Stronnictwo Pracy () was a Polish Christian democratic political party, active from 1937 in the Second Polish Republic and later part of the Polish government in exile. Its founders and main activists were Wojciech Korfanty and Karol Popiel.

The party continued its operations as part of the Polish Underground State during World War II (when it was code-named Romb). Two politicians of the party served as heads of the Government Delegation for Poland, the civilian representatives of the Polish Underground State within occupied Poland, Cyryl Ratajski (1940–1942) and Jan Jankowski (1943–1945).

The party was disbanded in 1946, with the rise of the People's Republic of Poland.
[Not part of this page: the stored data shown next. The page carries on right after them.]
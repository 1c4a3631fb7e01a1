//! A scriptable frame source for integration tests.

// Allow test-specific patterns that are appropriate for test code
#![allow(
    clippy::panic,
    clippy::unwrap_used,
    clippy::expect_used,
    clippy::indexing_slicing,
    clippy::use_self
)]

use std::sync::Arc;

use futures::FutureExt;
use parking_lot::Mutex;
use replay_prefetch::fetch::FetchRequest;
use replay_prefetch::{
    create_requests, FetchFuture, Frame, FrameSource, ReplayError, RequestSpec, SpatialBound,
};
use web_time::Duration;

const MATCH_EPSILON: f64 = 1e-9;

#[derive(Default)]
struct StubState {
    issued: Vec<RequestSpec>,
    bounds: Vec<Option<SpatialBound>>,
    fail_once: Vec<f64>,
    fail_always: bool,
    delays: Vec<(f64, Duration)>,
}

/// Synthesizes one frame at every multiple of `dt` (optionally only up to `data_end`).
///
/// Every fetched spec and bound is recorded. Chunks can be told to fail once, all
/// chunks can be told to fail, and chunks can be delayed on the tokio clock.
pub struct StubSource<R> {
    dt: f64,
    data_end: Option<f64>,
    record: fn(f64) -> R,
    state: Arc<Mutex<StubState>>,
}

#[allow(dead_code)]
impl<R> StubSource<R> {
    /// A source producing `record(t)` at every multiple of `dt`.
    #[must_use]
    pub fn new(dt: f64, record: fn(f64) -> R) -> Self {
        Self {
            dt,
            data_end: None,
            record,
            state: Arc::new(Mutex::new(StubState::default())),
        }
    }

    /// Produces no frames at or after `end`.
    #[must_use]
    pub fn with_data_end(mut self, end: f64) -> Self {
        self.data_end = Some(end);
        self
    }

    /// The next request starting at `start_t` fails.
    pub fn fail_once_at(&self, start_t: f64) {
        self.state.lock().fail_once.push(start_t);
    }

    /// Every request fails until switched off again.
    pub fn set_failing(&self, failing: bool) {
        self.state.lock().fail_always = failing;
    }

    /// Requests starting at `start_t` resolve only after `delay`.
    pub fn delay_at(&self, start_t: f64, delay: Duration) {
        self.state.lock().delays.push((start_t, delay));
    }

    /// Every spec fetched so far, in issue order.
    #[must_use]
    pub fn issued(&self) -> Vec<RequestSpec> {
        self.state.lock().issued.clone()
    }

    /// Every bound passed so far, in issue order.
    #[must_use]
    pub fn bounds(&self) -> Vec<Option<SpatialBound>> {
        self.state.lock().bounds.clone()
    }

    /// Number of specs fetched so far.
    #[must_use]
    pub fn issued_len(&self) -> usize {
        self.state.lock().issued.len()
    }

    /// Forgets the recorded specs and bounds.
    pub fn clear_issued(&self) {
        let mut state = self.state.lock();
        state.issued.clear();
        state.bounds.clear();
    }

    fn frames_in(&self, spec: RequestSpec) -> Vec<Frame<R>> {
        let first = (spec.start_t / self.dt).ceil() as i64;
        (first..)
            .map(|k| k as f64 * self.dt)
            .take_while(|t| *t < spec.end_t)
            .filter(|t| self.data_end.is_none_or(|end| *t < end))
            .map(|t| Frame::new(t, vec![(self.record)(t)]))
            .collect()
    }
}

#[allow(dead_code)]
impl<R: Send + 'static> StubSource<R> {
    /// A request constructor for [`FrameCache::ensure`](replay_prefetch::FrameCache::ensure).
    pub fn constructor(&self) -> impl FnMut(f64, usize, f64) -> Vec<FetchRequest<R>> + '_ {
        move |start, count, length| create_requests(self, start, count, length, None)
    }
}

fn same_start(a: f64, b: f64) -> bool {
    (a - b).abs() < MATCH_EPSILON
}

impl<R: Send + 'static> FrameSource<R> for StubSource<R> {
    fn fetch(&self, spec: RequestSpec, bound: Option<SpatialBound>) -> FetchFuture<R> {
        let (fail, delay) = {
            let mut state = self.state.lock();
            state.issued.push(spec);
            state.bounds.push(bound);
            let once = state
                .fail_once
                .iter()
                .position(|s| same_start(*s, spec.start_t))
                .map(|i| state.fail_once.remove(i))
                .is_some();
            let delay = state
                .delays
                .iter()
                .find(|(s, _)| same_start(*s, spec.start_t))
                .map(|(_, d)| *d);
            (once || state.fail_always, delay)
        };
        let frames = self.frames_in(spec);
        async move {
            if let Some(delay) = delay {
                tokio::time::sleep(delay).await;
            }
            if fail {
                return Err(ReplayError::fetch_failed(
                    spec.start_t,
                    spec.end_t,
                    "stub failure",
                ));
            }
            Ok(frames)
        }
        .boxed()
    }
}
//! # Replay Prefetch
//!
//! Replay Prefetch drives the playback of a time-indexed traffic simulation (vehicles,
//! pedestrians, traffic-light states, road congestion levels) whose frames live behind a
//! remote source. Playback may run continuously or jump anywhere on the timeline, yet the
//! data is fetched in bounded windows.
//!
//! The heart of the crate is the [`FrameCache`]: it turns an arbitrary query window into a
//! minimal chain of non-overlapping half-open fetch requests, keeps a bounded window of
//! already-fetched [`Frame`]s, detects seeks, and answers point-in-time queries with the
//! frames needed for interpolation.
//!
//! On top of the cache sit one [`EntityPlayer`] per entity kind, and a [`Replay`] driver
//! that owns the playback state machine and joins all players' fetches every tick.
//!
//! ```
//! use futures::FutureExt;
//! use replay_prefetch::{CacheConfig, Frame, FrameCache, RequestSpec, Sample};
//! use replay_prefetch::fetch::FetchRequest;
//!
//! # tokio_test_block(async {
//! let mut cache: FrameCache<u32> = FrameCache::new(CacheConfig::default())?;
//!
//! // A transport-agnostic request constructor: `count` contiguous chunks of `len`.
//! let make = |start: f64, count: usize, len: f64| {
//!     (0..count)
//!         .map(|i| {
//!             let spec = RequestSpec::new(start + i as f64 * len, start + (i + 1) as f64 * len);
//!             let frames: Vec<Frame<u32>> = (spec.start_t as i64..spec.end_t as i64)
//!                 .map(|t| Frame::new(t as f64, vec![t as u32]))
//!                 .collect();
//!             FetchRequest::new(spec, async move { Ok(frames) }.boxed())
//!         })
//!         .collect::<Vec<_>>()
//! };
//!
//! cache.ensure(0.0, 4.0, make).await?;
//! assert!(matches!(cache.sample(2.5), Some(Sample::Between { .. })));
//! # Ok::<(), replay_prefetch::ReplayError>(())
//! # });
//! # fn tokio_test_block<F: std::future::Future>(f: F) -> F::Output {
//! #     tokio::runtime::Builder::new_current_thread().enable_all().build().unwrap().block_on(f)
//! # }
//! ```

#![forbid(unsafe_code)]
#![deny(missing_docs)]
#![deny(rustdoc::broken_intra_doc_links)]

pub use error::ReplayError;
pub use fetch::{create_requests, FetchFuture, FetchRequest, FrameSource};
pub use frame_cache::{FrameCache, Sample};
pub use frame_store::{Bracket, Coverage, FrameStore};
pub use players::player_trait::{AnyPlayer, EntityPlayer, RenderRecord};
pub use players::pedestrian::{PedestrianPlayer, PedestrianRecord, PedestrianState};
pub use players::road_status::{CongestionLevel, RoadStatusPlayer, RoadStatusRecord};
pub use players::traffic_light::{
    SignalState, StyledFeature, TrafficLightPlayer, TrafficLightRecord,
};
pub use players::vehicle::{VehiclePlayer, VehicleRecord, VehicleState};
pub use replay::builder::ReplayBuilder;
pub use replay::config::{CacheConfig, PlaybackConfig};
pub use replay::driver::{FailureThrottle, FailureVec, FrameClock, RenderedFrame, Replay};
pub use replay::playback::{PlaybackEvent, PlaybackState, SimSpan};
pub use scheduler::{Generation, RequestScheduler, RequestSpec, SeekKind, WindowPlan};

pub mod color;
#[doc(hidden)]
pub mod error;
pub mod fetch;
pub mod frame_cache;
#[doc(hidden)]
pub mod frame_store;
pub mod interpolate;
#[doc(hidden)]
pub mod scheduler;
pub mod telemetry;
/// Per-entity-kind adapters that own a [`FrameCache`] and turn samples into render records.
pub mod players {
    pub mod pedestrian;
    pub mod player_trait;
    pub mod road_status;
    pub mod traffic_light;
    pub mod vehicle;
}
/// Playback driver: configuration, state machine, builder and the per-tick loop.
pub mod replay {
    pub mod builder;
    pub mod config;
    pub mod driver;
    pub mod playback;
}

/// Internal module exposing implementation details for testing and benchmarking.
///
/// # ⚠️ WARNING: No Stability Guarantees
///
/// **This module is NOT part of the public API.** Everything here is subject to
/// change without notice and is intended only for property-based tests,
/// benchmarks and integration tests in this repository.
#[doc(hidden)]
pub mod __internal {
    pub use crate::frame_store::{Bracket, Coverage, FrameStore, InsertOutcome};
    pub use crate::scheduler::{chunk_count, ChunkRun, RequestScheduler, SPEC_EPSILON};
}

// #############
// # CONSTANTS #
// #############

/// Default spacing between two frames of one entity kind, in simulation time units.
pub const DEFAULT_DT_HINT: f64 = 1.0;

/// Default length of one fetch chunk, in simulation time units.
pub const DEFAULT_PREFETCH_LENGTH: f64 = 3.0;

/// Default number of look-ahead chunks kept in flight beyond the current window.
pub const DEFAULT_PREFETCH_NUM: usize = 3;

/// Largest number of chunks one `ensure` window may span. Wider windows are rejected
/// with [`ReplayError::InvalidWindow`].
pub const MAX_WINDOW_CHUNKS: usize = 4096;

/// Stable identifier of an entity within one entity kind.
pub type EntityId = i64;

/// A timestamped batch of entity records: the atomic unit stored by a [`FrameCache`].
///
/// `t` is a simulation-time coordinate, not wall-clock time. A frame may legitimately
/// contain zero records.
#[derive(Debug, Clone, PartialEq, serde::Serialize, serde::Deserialize)]
pub struct Frame<R> {
    /// Simulation time of this frame.
    pub t: f64,
    /// Entity records of this frame. Ids are unique within one frame.
    #[serde(default = "Vec::new")]
    pub data: Vec<R>,
}

impl<R> Frame<R> {
    /// Creates a frame at time `t` holding `data`.
    #[must_use]
    pub const fn new(t: f64, data: Vec<R>) -> Self {
        Self { t, data }
    }

    /// Creates a frame at time `t` without records.
    #[must_use]
    pub const fn empty(t: f64) -> Self {
        Self {
            t,
            data: Vec::new(),
        }
    }

    /// Returns the number of records in this frame.
    #[must_use]
    pub fn len(&self) -> usize {
        self.data.len()
    }

    /// Returns `true` if this frame holds no records.
    #[must_use]
    pub fn is_empty(&self) -> bool {
        self.data.is_empty()
    }
}

/// Kind-specific payload keyed by a stable identifier.
pub trait EntityRecord {
    /// Returns the id of the entity this record describes.
    fn id(&self) -> EntityId;
}

impl<R: EntityRecord> Frame<R> {
    /// Indexes the records of this frame by entity id.
    ///
    /// Used to pair up the same entity across the two frames of a [`Sample`].
    #[must_use]
    pub fn by_id(&self) -> std::collections::HashMap<EntityId, &R> {
        self.data.iter().map(|r| (r.id(), r)).collect()
    }
}

/// An axis-aligned longitude/latitude box narrowing the fetched payload.
///
/// The bound is passed through unchanged to the fetch collaborator; it never
/// changes the time-window algorithm.
#[derive(Debug, Clone, Copy, PartialEq, serde::Serialize, serde::Deserialize)]
pub struct SpatialBound {
    /// First longitude edge.
    pub lng1: f64,
    /// First latitude edge.
    pub lat1: f64,
    /// Second longitude edge.
    pub lng2: f64,
    /// Second latitude edge.
    pub lat2: f64,
}

impl SpatialBound {
    /// Creates a bound from two corners, in any order.
    #[must_use]
    pub const fn new(lng1: f64, lat1: f64, lng2: f64, lat2: f64) -> Self {
        Self {
            lng1,
            lat1,
            lng2,
            lat2,
        }
    }

    /// Returns `true` if the given position lies inside the box (edges included).
    #[must_use]
    pub fn contains(&self, lng: f64, lat: f64) -> bool {
        let (lng_min, lng_max) = (self.lng1.min(self.lng2), self.lng1.max(self.lng2));
        let (lat_min, lat_max) = (self.lat1.min(self.lat2), self.lat1.max(self.lat2));
        (lng_min..=lng_max).contains(&lng) && (lat_min..=lat_max).contains(&lat)
    }
}

/// The entity kinds a [`Replay`] can draw, one player per kind.
#[derive(
    Debug, Clone, Copy, PartialEq, Eq, PartialOrd, Ord, Hash, serde::Serialize, serde::Deserialize,
)]
#[serde(rename_all = "snake_case")]
pub enum LayerKind {
    /// Moving vehicles, interpolated with circular heading.
    Vehicle,
    /// Moving pedestrians, interpolated without heading.
    Pedestrian,
    /// Traffic-light phases painted onto junction lanes.
    TrafficLight,
    /// Congestion levels painted onto roads.
    RoadStatus,
}

impl LayerKind {
    /// Every layer kind, in draw order.
    pub const ALL: [LayerKind; 4] = [
        LayerKind::TrafficLight,
        LayerKind::Pedestrian,
        LayerKind::Vehicle,
        LayerKind::RoadStatus,
    ];

    /// Returns `true` for the microscopic layers (vehicles, pedestrians, traffic lights).
    #[must_use]
    pub const fn is_micro(self) -> bool {
        !matches!(self, LayerKind::RoadStatus)
    }

    /// Returns a string representation suitable for logging/metrics labels.
    #[must_use]
    pub const fn as_str(self) -> &'static str {
        match self {
            LayerKind::Vehicle => "vehicle",
            LayerKind::Pedestrian => "pedestrian",
            LayerKind::TrafficLight => "traffic_light",
            LayerKind::RoadStatus => "road_status",
        }
    }
}

impl std::fmt::Display for LayerKind {
    fn fmt(&self, f: &mut std::fmt::Formatter<'_>) -> std::fmt::Result {
        f.write_str(self.as_str())
    }
}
Some of its members remained active in the underground until the 1950s, while others joined the Democratic Party (Poland) (Stronnictwo Demokratyczne), an officially sanctioned "opposition" party in communist Poland, also described as a "satellite" party of the communist Polish United Workers' Party (PZPR).

In 1989, after the fall of communism in Poland, an attempt was made to revive the party under the name Christian Democratic Labour Party.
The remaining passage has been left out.